Katolików, szczerze zgorszonych tą profanacją, wśród których głównie znajdowali się świeccy. Byli oni wsparci przez niewielkie grono kapłanów.

W końcu kapłanów, którzy wyrażali swoje obawy i zastrzeżenia, ale w mojej ocenie robili to w sposób nieoczywisty, próbując osiągnąć konsensus w sprawie, która żadnej ugody znosić przecież nie może. Księży, którzy mieli potrzebę zabrania głosu, ale z powodów „korporacyjnych” zabrakło im jednak powietrza w płucach, aby krzyknąć głośno „jesteśmy szafarzami Chrystusa, nie ma na ta takie działanie naszej zgody!”

I na ostatnią grupę, której głos sprawił, że pękło mi serce, z resztą nie pierwszy już raz. Należą do niej księża Kościoła katolickiego. Nie świeccy, ale kapłani, którzy z taką zaciekłością bronili umieszczania konsekrowanego Ciała Pańskiego w tak niegodnych warunkach, tak bardzo wyrażali swoje poparcie dla komunikowania przez świeckich – w tym kobiety, tak bardzo pogardzali naszymi obawami, uwagami, prośbami i wnioskami, że w ostateczności i ja – jak wielu – zrezygnowałem z jakichkolwiek prób dyskusji… Zacząłem „banować”.

 

Złamanie zasad

Na własne oczy widzieliśmy relacje z Lizbony, złamanie wszelkich standardów, praw i odwiecznych zasad, tego wszystkiego, czego Kościół uczył nas od dziecka. Jak mamy się więc zachować wobec kapłanów, którzy, to czego usprawiedliwić się nie da – usprawiedliwiają. Pal sześć, że stawiacie się ponad ludźmi, którym często równać nie jesteście w stanie, ale usprawiedliwiacie obrażanie samego Boga, bo czym jak nie obrazą, jest podawanie Go (z resztą wbrew przepisom liturgicznym) z misek, w których wielu ludzie podaje swym psom wodę? To, co wydarzyło się podczas światowych dni młodzieży i dyskusja o tym, nie jest jedynie kosmetyką, kwestią gustu, czy dobrego smaku, ale tego, że w oczach wielu, to co się tam wydarzyło urągało czci Najświętszego Sakramentu.
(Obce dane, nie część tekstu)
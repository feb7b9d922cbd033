//! Explicit configuration provider.
//!
//! Components receive a [`ConfigProvider`] handle instead of reading a
//! process-wide singleton. Reads are cheap clones of an immutable snapshot;
//! `reload` swaps the snapshot atomically.

use crate::types::Engine;
use serde_json::Value;
use std::collections::{HashMap, HashSet};
use std::str::FromStr;
use std::sync::{Arc, RwLock};

/// Recognized configuration keys.
pub mod keys {
    pub const API_MODE_ENABLED: &str = "crawler.api_mode_enabled";
    pub const API_MODE_ENGINES: &str = "crawler.api_mode_engines";
    pub const RATE_LIMIT_PER_SEC: &str = "crawler.rate_limit_per_sec";
    pub const CAPTCHA_STRATEGY: &str = "captcha.strategy";
    pub const CAPTCHA_MANUAL_TIMEOUT_SECONDS: &str = "captcha.manual_timeout_seconds";
    pub const CAPTCHA_API_KEY: &str = "captcha.api_key";
    pub const SESSION_TTL_HOURS: &str = "session.ttl_hours";
    pub const AUTO_CHECKUP_INTERVAL_DAYS: &str = "scheduler.auto_checkup_interval_days";
    pub const RETEST_AFTER_DAYS: &str = "scheduler.retest_after_days";
    pub const INVITE_CODE_REQUIRED: &str = "auth.invite_code_required";
    pub const HEADLESS: &str = "browser.headless";
    pub const SESSION_DIR: &str = "paths.session_dir";
    pub const SCREENSHOT_DIR: &str = "paths.screenshot_dir";
}

#[derive(Debug, Default)]
struct Snapshot {
    map: HashMap<String, Value>,
}

#[derive(Debug, Clone)]
pub struct ConfigProvider {
    inner: Arc<RwLock<Arc<Snapshot>>>,
}

impl Default for ConfigProvider {
    fn default() -> Self {
        Self::new(HashMap::new())
    }
}

impl ConfigProvider {
    pub fn new(map: HashMap<String, Value>) -> Self {
        Self {
            inner: Arc::new(RwLock::new(Arc::new(Snapshot { map }))),
        }
    }

    /// Replace the whole snapshot. Readers holding the old one finish with it.
    pub fn reload(&self, map: HashMap<String, Value>) {
        let mut guard = self.inner.write().unwrap_or_else(|e| e.into_inner());
        *guard = Arc::new(Snapshot { map });
    }

    pub fn set(&self, key: impl Into<String>, value: Value) {
        let mut guard = self.inner.write().unwrap_or_else(|e| e.into_inner());
        let mut map = guard.map.clone();
        map.insert(key.into(), value);
        *guard = Arc::new(Snapshot { map });
    }

    fn snapshot(&self) -> Arc<Snapshot> {
        self.inner.read().unwrap_or_else(|e| e.into_inner()).clone()
    }

    pub fn get(&self, key: &str) -> Option<Value> {
        self.snapshot().map.get(key).cloned()
    }

    pub fn bool_or(&self, key: &str, default: bool) -> bool {
        self.get(key).and_then(|v| v.as_bool()).unwrap_or(default)
    }

    pub fn u64_or(&self, key: &str, default: u64) -> u64 {
        self.get(key).and_then(|v| v.as_u64()).unwrap_or(default)
    }

    pub fn f64_or(&self, key: &str, default: f64) -> f64 {
        self.get(key).and_then(|v| v.as_f64()).unwrap_or(default)
    }

    pub fn string_or(&self, key: &str, default: &str) -> String {
        self.get(key)
            .and_then(|v| v.as_str().map(str::to_string))
            .unwrap_or_else(|| default.to_string())
    }

    pub fn string(&self, key: &str) -> Option<String> {
        self.get(key)
            .and_then(|v| v.as_str().map(str::to_string))
            .filter(|s| !s.is_empty())
    }

    /// Engines eligible for API-mode crawling. Unparseable entries are ignored.
    pub fn api_mode_engines(&self) -> HashSet<Engine> {
        match self.get(keys::API_MODE_ENGINES) {
            Some(Value::Array(items)) => items
                .iter()
                .filter_map(|v| v.as_str())
                .filter_map(|s| Engine::from_str(s).ok())
                .collect(),
            _ => [
                Engine::DeepSeek,
                Engine::Qwen,
                Engine::Kimi,
                Engine::Perplexity,
                Engine::ChatGpt,
            ]
            .into_iter()
            .collect(),
        }
    }

    pub fn session_ttl_hours(&self) -> u64 {
        self.u64_or(keys::SESSION_TTL_HOURS, 24)
    }

    pub fn auto_checkup_interval_days(&self) -> u32 {
        self.u64_or(keys::AUTO_CHECKUP_INTERVAL_DAYS, 7) as u32
    }

    pub fn retest_after_days(&self) -> u32 {
        self.u64_or(keys::RETEST_AFTER_DAYS, 14) as u32
    }
}

#[cfg(test)]
mod tests {
    use super::*;
    use serde_json::json;

    #[test]
    fn defaults_apply_when_unset() {
        let config = ConfigProvider::default();
        assert!(config.bool_or(keys::API_MODE_ENABLED, true));
        assert_eq!(config.session_ttl_hours(), 24);
        assert_eq!(config.retest_after_days(), 14);
        assert!(config.api_mode_engines().contains(&Engine::DeepSeek));
        assert!(!config.api_mode_engines().contains(&Engine::Doubao));
    }

    #[test]
    fn reload_swaps_snapshot() {
        let config = ConfigProvider::default();
        config.reload(HashMap::from([(
            keys::SESSION_TTL_HOURS.to_string(),
            json!(6),
        )]));
        assert_eq!(config.session_ttl_hours(), 6);
        config.reload(HashMap::new());
        assert_eq!(config.session_ttl_hours(), 24);
    }

    #[test]
    fn api_mode_engines_parse_known_names() {
        let config = ConfigProvider::default();
        config.set(keys::API_MODE_ENGINES, json!(["qwen", "bogus", "kimi"]));
        let engines = config.api_mode_engines();
        assert_eq!(engines.len(), 2);
        assert!(engines.contains(&Engine::Qwen));
    }
}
Jeden z internautów, komentując postawę duchownych, którzy bronili tych uwłaczających zachowań zdaniami typu „Nikt tu niczemu nie uchybił” napisał: uważacie się za lepszych, tylko dlatego, że znajdujecie się w stanie kapłańskim. Traktujecie ludzi, którzy wyrażają troskę o traktowanie konsekrowanego Ciała naszego Pana, jak ubogich krewnych, którzy nie nadają do „nowego kościoła” który w pośpiechu budujecie. Kościół ten, musi runąć, bo jego fundamentem nie jest Chrystus, a wy sami, wasze upodobania, wyobrażenia i dobre samopoczucie, nie ma co się wami przejmować”. Zdanie mocne, ale podpisuję się pod nim obiema rękami.

 

Zgorszenie

Wielu internautów pisało, że czuje się postawą takich kapłanów zgorszonych i ja odczuwam to samo. „6 Lecz kto by się stał powodem grzechu dla jednego z tych małych, którzy wierzą we Mnie, temu byłoby lepiej kamień młyński zawiesić u szyi i utopić go w głębi morza. 7 Biada światu z powodu zgorszeń! Muszą wprawdzie przyjść zgorszenia, lecz biada człowiekowi, przez którego dokonuje się zgorszenie.” [Mt 18,6-8]

Po ile młyńskie kamienie?

Cena kamieni młyńskich na allegro waha się od 30 do 120 zł. Straszne.